Saved data entries
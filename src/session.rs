/*!
# Session State

Process-wide cache of the currently loaded network and its snapped
points, guarded by an explicit `RwLock` rather than a module-level
singleton macro, so ownership and locking are visible at every call site
(spec §9 Design Notes). Replacement is wholesale: loading a new network
overwrites the old one entirely, matching the "exclusive-on-write,
shared-on-read" discipline spec §5 calls for.
*/

use crate::geojson::FeatureCollection;
use crate::graph::RoadGraph;
use crate::osm::{Bounds, NetworkStats};
use crate::snap::SnappedPoint;
use std::sync::{RwLock, RwLockReadGuard};

/// Everything retained between requests once a network has been loaded
/// and points have been snapped against it.
#[derive(Debug, Clone)]
pub struct SessionData {
    pub graph: RoadGraph,
    pub network_stats: NetworkStats,
    pub bounds: Bounds,
    pub network_geojson: FeatureCollection,
    pub snapped_points: Option<Vec<SnappedPoint>>,
}

/// The process-wide session cache: one Road Graph and its snapped points,
/// if any have been loaded.
#[derive(Default)]
pub struct SessionState {
    data: RwLock<Option<SessionData>>,
}

impl SessionState {
    pub fn new() -> Self {
        Self {
            data: RwLock::new(None),
        }
    }

    /// Replaces the entire session wholesale with a freshly loaded network.
    /// Any previously snapped points are discarded, since they were derived
    /// from the old graph.
    pub fn load_network(
        &self,
        graph: RoadGraph,
        network_stats: NetworkStats,
        bounds: Bounds,
        network_geojson: FeatureCollection,
    ) {
        let mut guard = self.data.write().expect("session lock poisoned");
        *guard = Some(SessionData {
            graph,
            network_stats,
            bounds,
            network_geojson,
            snapped_points: None,
        });
    }

    /// Replaces the snapped points for the currently loaded network.
    /// Panics if no network has been loaded yet (callers are expected to
    /// check [`SessionState::read`] first).
    pub fn set_snapped_points(&self, points: Vec<SnappedPoint>) {
        let mut guard = self.data.write().expect("session lock poisoned");
        match guard.as_mut() {
            Some(session) => session.snapped_points = Some(points),
            None => panic!("set_snapped_points called before any network was loaded"),
        }
    }

    /// A read-only view of the current session, if any network is loaded.
    pub fn read(&self) -> RwLockReadGuard<'_, Option<SessionData>> {
        self.data.read().expect("session lock poisoned")
    }
}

_TASK GOAL_.
Each line from the one holding "pub fn read(&self)" to the end of the entries is to be written out exactly. Skip every line before it.

_RESULT OF THE TASK_.
    pub fn read(&self) -> RwLockReadGuard<'_, Option<SessionData>> {
        self.data.read().expect("session lock poisoned")
    }
}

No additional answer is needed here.